Nassar was being held in federal prison in Leavenworth, Kansas, as late as 1983. He was later transferred to Massachusetts Correctional Institution – Shirley.

After twenty years, Nassar filed a motion for a new trial, which was denied. The Supreme Judicial Court of Massachusetts, in affirming the denial of the motion, wrote: “Nassar claimed in his motion that he was unable, in 1983, to show good cause not to dismiss the matter because at that time, he was incarcerated in the Federal prison in Leavenworth, Kansas, without access to Massachusetts legal materials. However, he was returned to Massachusetts in December 1983, but did not seek to reopen the matter or inquire as to its status at that time, or at any time thereafter for over twenty years. We perceive no error or abuse of discretion in declining to reopen the proceedings after such a long period of inaction.”

Nassar's appeal was denied by the Massachusetts Supreme Judicial Court on February 15, 2008. He maintained his innocence for Hilton's murder for the rest of his life.

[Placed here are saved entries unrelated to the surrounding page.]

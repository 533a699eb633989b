//! Class-level CRUD surface

use crate::common::*;

#[test]
fn test_create_then_find_returns_same_record() {
    let registry = fixture_registry();
    let users = model(&registry, "User");

    let created = users.create([("name", "Alice")]).unwrap();
    let found = users.find(created.id()).unwrap();

    assert!(found.same_record(&created));
    assert_eq!(found.read_attribute("name"), Value::from("Alice"));
}

#[test]
fn test_find_missing_id_raises_not_found() {
    let registry = fixture_registry();
    let err = model(&registry, "User").find(99).unwrap_err();

    assert!(err.is_not_found());
    assert_eq!(err.to_string(), "Couldn't find User with 'id'=99");
}

#[test]
fn test_find_by_signals_absence_with_none() {
    let registry = fixture_registry();
    let users = model(&registry, "User");
    seed_users(&registry, &[1, 2, 2]);

    assert_eq!(users.find_by([("credits", 2)]).unwrap().id(), Value::Int(2));
    assert!(users.find_by([("credits", 7)]).is_none());
}

#[test]
fn test_class_delete_removes_from_collection_and_index() {
    let registry = fixture_registry();
    let users = model(&registry, "User");
    let records = seed_users(&registry, &[1, 2, 3]);

    let deleted = users.delete(2).unwrap();
    assert!(deleted.same_record(&records[1]));
    assert!(users.find(2).unwrap_err().is_not_found());
    assert_eq!(users.all().ids(), vec![Value::Int(1), Value::Int(3)]);
    assert!(users.is_consistent());
}

#[test]
fn test_delete_twice_is_a_noop() {
    let registry = fixture_registry();
    let users = model(&registry, "User");
    let records = seed_users(&registry, &[1, 2]);

    assert!(records[0].delete(&registry).unwrap());
    assert!(!records[0].delete(&registry).unwrap());

    // The unrelated record survives
    assert_eq!(users.count(), 1);
    assert!(users.find(2).unwrap().same_record(&records[1]));
}

#[test]
fn test_find_or_create_by_is_idempotent() {
    let registry = fixture_registry();
    let users = model(&registry, "User");

    let first = users.find_or_create_by([("name", "Bob")]).unwrap();
    let second = users.find_or_create_by([("name", "Bob")]).unwrap();

    assert!(first.same_record(&second));
    assert_eq!(users.count(), 1);
}

#[test]
fn test_find_or_initialize_by_returns_existing_record() {
    let registry = fixture_registry();
    let users = model(&registry, "User");
    let existing = users.create([("name", "Carol")]).unwrap();

    let found = users.find_or_initialize_by([("name", "Carol")]).unwrap();
    assert!(found.same_record(&existing));
    assert!(found.is_persisted());
    assert_eq!(users.count(), 1);

    // A later create gets the next id, so none was allocated on the hit
    assert_eq!(users.create(Attributes::new()).unwrap().id(), Value::Int(2));
}

#[test]
fn test_find_or_initialize_by_miss_is_unsaved() {
    let registry = fixture_registry();
    let users = model(&registry, "User");

    let built = users.find_or_initialize_by([("name", "Dave")]).unwrap();
    assert!(built.is_new_record());
    assert!(built.id().is_null());
    assert_eq!(built.read_attribute("name"), Value::from("Dave"));
    assert_eq!(users.count(), 0);
}

#[test]
fn test_destroy_by_id() {
    let registry = fixture_registry();
    let users = model(&registry, "User");
    let records = seed_users(&registry, &[1, 2]);

    assert!(users.destroy(1).unwrap().same_record(&records[0]));
    assert!(users.destroy(1).unwrap_err().is_not_found());
    assert_eq!(users.all().ids(), vec![Value::Int(2)]);
    assert!(users.is_consistent());
}

#[test]
fn test_destroy_all_by_conditions() {
    let registry = fixture_registry();
    let users = model(&registry, "User");
    let records = seed_users(&registry, &[3, 4, 3]);

    assert_eq!(users.destroy_all_by([("credits", 3)]), 2);
    assert_eq!(users.destroy_all_by([("credits", 3)]), 0);
    assert_eq!(users.all().ids(), vec![records[1].id()]);
}

#[test]
fn test_create_past_max_id_fails_without_panic() {
    let registry = fixture_registry();
    let users = model(&registry, "User");
    users.create([("id", Value::Int(i64::MAX))]).unwrap();

    let err = users.create(Attributes::new()).unwrap_err();
    assert!(matches!(err, Error::IdsExhausted { ref model } if model == "User"));
    assert_eq!(users.count(), 1);
    assert!(users.is_consistent());
}

#[test]
fn test_delete_all_by_conditions() {
    let registry = fixture_registry();
    let users = model(&registry, "User");
    seed_users(&registry, &[5, 1, 5, 2, 5]);

    assert_eq!(users.delete_all_by([("credits", 5)]), 3);
    assert_eq!(users.all().pluck("credits"), vec![Value::Int(1), Value::Int(2)]);
    assert_eq!(users.destroy_all(), 2);
    assert!(users.all().is_empty());
}

#[test]
fn test_stringified_ids_collide_and_overwrite() {
    let registry = fixture_registry();
    let users = model(&registry, "User");

    users.create([("id", 1)]).unwrap();
    let text = users.create([("id", "1")]).unwrap();

    // Both live in the collection; the index points at the later one
    assert_eq!(users.count(), 2);
    assert!(users.find(1).unwrap().same_record(&text));

    // Removing the winner re-exposes the displaced record
    text.delete(&registry).unwrap();
    assert_eq!(users.find(1).unwrap().id(), Value::Int(1));
    assert!(users.is_consistent());
}

#[test]
fn test_typed_ids_do_not_collide() {
    let registry = fixture_registry_with(MockConfig {
        identity_keys: IdentityKeyMode::Typed,
        ..MockConfig::default()
    });
    let users = model(&registry, "User");

    let int = users.create([("id", 1)]).unwrap();
    let text = users.create([("id", "1")]).unwrap();

    assert!(users.find(1).unwrap().same_record(&int));
    assert!(users.find("1").unwrap().same_record(&text));
}

#[test]
fn test_reject_policy_refuses_duplicate() {
    let registry = fixture_registry_with(MockConfig {
        duplicate_ids: DuplicateIdPolicy::Reject,
        ..MockConfig::default()
    });
    let users = model(&registry, "User");
    users.create([("id", 3)]).unwrap();

    let err = users.create([("id", 3)]).unwrap_err();
    assert!(matches!(err, Error::DuplicateId { ref model, .. } if model == "User"));
    assert_eq!(users.count(), 1);
}

#[test]
fn test_update_writes_and_marks_dirty() {
    let registry = fixture_registry();
    let users = model(&registry, "User");
    let record = users.create([("credits", 1)]).unwrap();
    let before = users.generation();

    record
        .update(&registry, &Attributes::from([("credits", 4)]))
        .unwrap();
    assert_eq!(record.read_attribute("credits"), Value::Int(4));
    assert_eq!(users.generation(), before + 1);
}

#[test]
fn test_persisted_id_cannot_change() {
    let registry = fixture_registry();
    let record = model(&registry, "User").create(Attributes::new()).unwrap();

    let err = record.write_attribute("id", Value::Int(50)).unwrap_err();
    assert!(matches!(err, Error::ImmutableId { .. }));
}

#[test]
fn test_unknown_attribute_rejected_when_strict() {
    let registry = fixture_registry();
    let err = model(&registry, "User").create([("age", 30)]).unwrap_err();
    assert!(matches!(err, Error::UnknownAttribute { ref attribute, .. } if attribute == "age"));
}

In a television interview broadcast on October 26, 2018, Nassar said he was terminally ill with cancer. No additional announcements were made about his condition in the years that immediately followed. The film Boston Strangler, released in 2023, describes him as "still in prison" in its epilogue. After viewing the film, journalist Sarah Weinman contacted the Massachusetts Department of Correction for updates, finding it unlikely he would live so long after a terminal diagnosis. Prison officials told her that Nassar was dead but did not initially provide further information. The New York Times subsequently reported that he died from prostate cancer at the Lemuel Shattuck Hospital Correctional Unit in Boston on December 3, 2018, at the age of 86, just over a month after the interview aired.